Step 3 - Decide Where to Survey Next
Now we move to a more interesting step. How to decide which sites to sample next? We want to find hotspots. If our model is certain that a site is a hotspot, then there is no need to include it in the survey since we already found it. If our model is certain that a site is not a hotspot, there is also no need to survey that site, since most likely we won't find a hotspot there. The sites that need to be checked are those where we are most uncertain about.
Shannon's Entropy
Shannon’s Entropy provides us the mathematical framework for understanding uncertainty. It’s bounded between 0 and 1. 1 Being most uncertain. For example, in a Bernoulli variable with p = 0.5 (the most uncertain case) the entropy is 1.
To give some intuition think of the images below. Each image contains pixels that can be either green or yellow. On the image at the left there is no pattern for green or yellow. In contrast the image at the right has a cluster of yellow pixels in the upper left quadrant and a cluster of green pixels in the bottom right quadrant.
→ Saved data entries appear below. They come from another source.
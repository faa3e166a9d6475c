//! Socket handles.
//!
//! A [`Socket`] is a cheap clone-able handle over per-connection state owned
//! by the event loop: the transport, the cork and backpressure buffers, the
//! idle deadline, and a typed extension slot the owning protocol layer hangs
//! its data off.
//!
//! All mutation goes through interior mutability (`Cell`/`RefCell`): the loop
//! is single-threaded and callbacks re-enter socket operations freely, so
//! borrows are kept to single operations and never held across user code.

use std::any::Any;
use std::cell::{Cell, RefCell};
use std::io;
use std::net::IpAddr;
use std::rc::{Rc, Weak};
use std::time::{Duration, Instant};

use crate::event_loop::LoopInner;
use crate::transport::Transport;

/// Outcome of pushing bytes toward the transport.
#[derive(Debug, Clone, Copy, PartialEq, Eq)]
pub struct WriteOutcome {
    /// Bytes the transport accepted during this call.
    pub written: usize,
    /// True when bytes remain buffered because the transport would block.
    pub backpressure: bool,
}

impl WriteOutcome {
    pub(crate) const EMPTY: WriteOutcome = WriteOutcome {
        written: 0,
        backpressure: false,
    };
}

/// TLS material accepted when creating a socket context.
///
/// The handshake itself lives outside this layer; the options are carried so
/// listener configuration keeps the same shape with and without TLS.
#[derive(Debug, Clone, Default)]
pub struct SocketContextOptions {
    pub key_file: Option<String>,
    pub cert_file: Option<String>,
    pub dh_params_file: Option<String>,
    pub passphrase: Option<String>,
}

impl SocketContextOptions {
    #[must_use]
    pub fn new() -> Self {
        Self::default()
    }

    #[must_use]
    pub fn with_key_file(mut self, path: impl Into<String>) -> Self {
        self.key_file = Some(path.into());
        self
    }

    #[must_use]
    pub fn with_cert_file(mut self, path: impl Into<String>) -> Self {
        self.cert_file = Some(path.into());
        self
    }

    #[must_use]
    pub fn with_dh_params_file(mut self, path: impl Into<String>) -> Self {
        self.dh_params_file = Some(path.into());
        self
    }

    #[must_use]
    pub fn with_passphrase(mut self, passphrase: impl Into<String>) -> Self {
        self.passphrase = Some(passphrase.into());
        self
    }
}

pub(crate) struct SocketInner {
    pub(crate) token: usize,
    pub(crate) owner: Weak<LoopInner>,
    /// Id of the socket context whose event handlers receive this socket.
    pub(crate) context: Cell<usize>,
    pub(crate) transport: RefCell<Box<dyn Transport>>,
    /// Writes made while corked; flushed in one burst on uncork.
    cork_buf: RefCell<Vec<u8>>,
    /// Bytes accepted but not yet taken by the transport.
    pending: RefCell<Vec<u8>>,
    corked: Cell<bool>,
    closed: Cell<bool>,
    shut_down: Cell<bool>,
    pub(crate) deadline: Cell<Option<Instant>>,
    ext: RefCell<Option<Box<dyn Any>>>,
    peer: Option<IpAddr>,
}

/// Handle to a connection owned by the event loop.
#[derive(Clone)]
pub struct Socket {
    pub(crate) inner: Rc<SocketInner>,
}

impl Socket {
    pub(crate) fn new(
        token: usize,
        owner: Weak<LoopInner>,
        context: usize,
        transport: Box<dyn Transport>,
    ) -> Self {
        let peer = transport.peer_addr().map(|a| a.ip());
        Self {
            inner: Rc::new(SocketInner {
                token,
                owner,
                context: Cell::new(context),
                transport: RefCell::new(transport),
                cork_buf: RefCell::new(Vec::new()),
                pending: RefCell::new(Vec::new()),
                corked: Cell::new(false),
                closed: Cell::new(false),
                shut_down: Cell::new(false),
                deadline: Cell::new(None),
                ext: RefCell::new(None),
                peer,
            }),
        }
    }

    /// Two handles are the same socket if they share the underlying state.
    #[must_use]
    pub fn same_socket(&self, other: &Socket) -> bool {
        Rc::ptr_eq(&self.inner, &other.inner)
    }

    /// Start coalescing writes; nothing reaches the transport until
    /// [`uncork`](Self::uncork).
    pub fn cork(&self) {
        self.inner.corked.set(true);
    }

    #[must_use]
    pub fn is_corked(&self) -> bool {
        self.inner.corked.get()
    }

    /// Flush the cork buffer and any pending backpressure.
    ///
    /// `backpressure` in the outcome means the send buffer was not fully
    /// drained; the caller decides whether that re-arms the idle timer.
    pub fn uncork(&self) -> WriteOutcome {
        self.inner.corked.set(false);
        let burst = std::mem::take(&mut *self.inner.cork_buf.borrow_mut());
        if burst.is_empty() && self.inner.pending.borrow().is_empty() {
            return WriteOutcome::EMPTY;
        }
        self.write_uncorked(&burst, true)
    }

    /// Write bytes, buffering whatever the transport does not accept.
    ///
    /// While corked the bytes land in the cork buffer and `backpressure`
    /// stays false; real pressure is discovered at uncork time. `msg_more`
    /// hints that more data follows immediately (kept for parity with the
    /// transport contract; the buffering already coalesces).
    pub fn write(&self, data: &[u8], _msg_more: bool) -> WriteOutcome {
        if self.inner.closed.get() {
            return WriteOutcome::EMPTY;
        }
        if self.inner.corked.get() {
            self.inner.cork_buf.borrow_mut().extend_from_slice(data);
            return WriteOutcome {
                written: 0,
                backpressure: false,
            };
        }
        self.write_uncorked(data, true)
    }

    /// Write without buffering the remainder.
    ///
    /// Returns how many bytes were accepted. While corked everything is
    /// accepted into the cork buffer, matching the corked [`write`] path.
    pub fn try_write(&self, data: &[u8]) -> usize {
        if self.inner.closed.get() {
            return 0;
        }
        if self.inner.corked.get() {
            self.inner.cork_buf.borrow_mut().extend_from_slice(data);
            return data.len();
        }
        if self.flush_pending().backpressure {
            return 0;
        }
        let (written, _blocked) = self.transport_write(data);
        written
    }

    /// Push previously buffered bytes toward the transport (a zero-byte
    /// write with drain semantics).
    pub fn drain(&self) -> WriteOutcome {
        if self.inner.closed.get() {
            return WriteOutcome::EMPTY;
        }
        self.flush_pending()
    }

    /// True when the backpressure buffer holds bytes.
    #[must_use]
    pub fn has_pending(&self) -> bool {
        !self.inner.pending.borrow().is_empty()
    }

    /// Arm the idle deadline `seconds` from now; `0` disarms it.
    pub fn set_timeout(&self, seconds: u32) {
        if seconds == 0 {
            self.inner.deadline.set(None);
        } else {
            self.inner
                .deadline
                .set(Some(Instant::now() + Duration::from_secs(u64::from(seconds))));
        }
    }

    #[must_use]
    pub fn timeout_armed(&self) -> bool {
        self.inner.deadline.get().is_some()
    }

    /// Close the socket abruptly.
    ///
    /// Fires the owning context's `on_close` exactly once, then detaches the
    /// socket from the loop. Buffered but unsent bytes are discarded.
    pub fn close(&self) {
        if self.inner.closed.replace(true) {
            return;
        }
        if let Some(owner) = self.inner.owner.upgrade() {
            LoopInner::socket_closed(&owner, self);
        }
    }

    /// Mark the write side shut down. No graceful FIN is attempted by this
    /// layer; protocol code checks the flag to refuse further work.
    pub fn shutdown(&self) {
        self.inner.shut_down.set(true);
    }

    #[must_use]
    pub fn is_closed(&self) -> bool {
        self.inner.closed.get()
    }

    #[must_use]
    pub fn is_shut_down(&self) -> bool {
        self.inner.shut_down.get()
    }

    /// Peer address, when the transport knows it.
    #[must_use]
    pub fn peer_ip(&self) -> Option<IpAddr> {
        self.inner.peer
    }

    /// Replace the extension slot with `value`.
    pub fn set_ext<T: Any>(&self, value: T) {
        *self.inner.ext.borrow_mut() = Some(Box::new(value));
    }

    /// Clone the extension value out of the slot.
    #[must_use]
    pub fn ext<T: Any + Clone>(&self) -> Option<T> {
        self.inner
            .ext
            .borrow()
            .as_ref()
            .and_then(|b| b.downcast_ref::<T>())
            .cloned()
    }

    /// Drop whatever the extension slot holds.
    pub fn clear_ext(&self) {
        *self.inner.ext.borrow_mut() = None;
    }

    pub(crate) fn token(&self) -> usize {
        self.inner.token
    }

    pub(crate) fn context_id(&self) -> usize {
        self.inner.context.get()
    }

    pub(crate) fn set_context(&self, context: usize) {
        self.inner.context.set(context);
    }

    /// Flush pending, then write `data`; remainder goes to pending when
    /// `buffer_remainder` is set.
    fn write_uncorked(&self, data: &[u8], buffer_remainder: bool) -> WriteOutcome {
        let flushed = self.flush_pending();
        if flushed.backpressure {
            if buffer_remainder && !data.is_empty() {
                self.inner.pending.borrow_mut().extend_from_slice(data);
            }
            return WriteOutcome {
                written: flushed.written,
                backpressure: true,
            };
        }
        let (written, blocked) = self.transport_write(data);
        if blocked && buffer_remainder && written < data.len() {
            self.inner
                .pending
                .borrow_mut()
                .extend_from_slice(&data[written..]);
        }
        WriteOutcome {
            written: flushed.written + written,
            backpressure: blocked && written < data.len(),
        }
    }

    fn flush_pending(&self) -> WriteOutcome {
        let buffered = std::mem::take(&mut *self.inner.pending.borrow_mut());
        if buffered.is_empty() {
            return WriteOutcome::EMPTY;
        }
        let (written, blocked) = self.transport_write(&buffered);
        if written < buffered.len() {
            self.inner
                .pending
                .borrow_mut()
                .extend_from_slice(&buffered[written..]);
        }
        WriteOutcome {
            written,
            backpressure: blocked && written < buffered.len(),
        }
    }

    /// Write as much of `data` as the transport takes. Returns
    /// `(written, blocked)`; I/O errors count as blocked and are surfaced
    /// later by the read path.
    fn transport_write(&self, data: &[u8]) -> (usize, bool) {
        let mut transport = self.inner.transport.borrow_mut();
        let mut written = 0;
        while written < data.len() {
            match transport.write(&data[written..]) {
                Ok(0) => return (written, true),
                Ok(n) => written += n,
                Err(e) if e.kind() == io::ErrorKind::WouldBlock => return (written, true),
                Err(e) if e.kind() == io::ErrorKind::Interrupted => {}
                Err(e) => {
                    log::debug!("socket write error: {e}");
                    return (written, true);
                }
            }
        }
        (written, false)
    }
}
Because of this pattern, we know that the probability of a pixel being yellow or green in this quadrants is not completely uncertain. Hence, entropy is lower in the pixels of the image at the right than in the pixels of the image at the left.
So we have a model that gives us prevalence estimates and the probability of each site being a hotspot. With this we can compute the uncertainty (entropy) associated to each site of interest. There is still a problem though. A survey design includes more than one site at the same time (otherwise it's not a very efficient mechanism). If we optimize for uncertainty only, we may end up making a bad distribution of resources. For example, say that the image on the left is a map of uncertainty (not prevalence). Then the area we are most unsure about containing hotspots is the orange bubble. For simplicity, now imagine that the sites we can visit are distributed in a regular grid and that we have a budget to visit 10 sites. A strategy could be to pick all the sites in the orange and yellow areas. But this is not a good strategy. We are not taking advantage of the spatial correlation (remember the covariance matrix above). Once we survey a site, we not only get information about it. Our uncertainty about it’s neighbors also decreases.
Joint Differential Entropy
To handle the shared information provided by neighboring sites, we can use a concept called Join Differential Entropy. It tells us the average amount of information contained in a batch of sites. Then our selections of sites to include in the survey could be based not only on the amount of uncertainty in each site, but also on the amount of information contained in the batch.
Once we define an adequate trade-off between these two components, the selection of sites in our example looks as in the image below.
Step 4 - Collect Data
The last step is to carry on the survey, add the new data collected to the historic database and go back to Step 1.Conclusion
There are more details in the paper, including a set of experimental results. Here I will only mention that our results suggested that with this Adaptive Design the number of sites surveyed can be reduced considerably (more than half) and we still achieve similar results than when using a Random Design.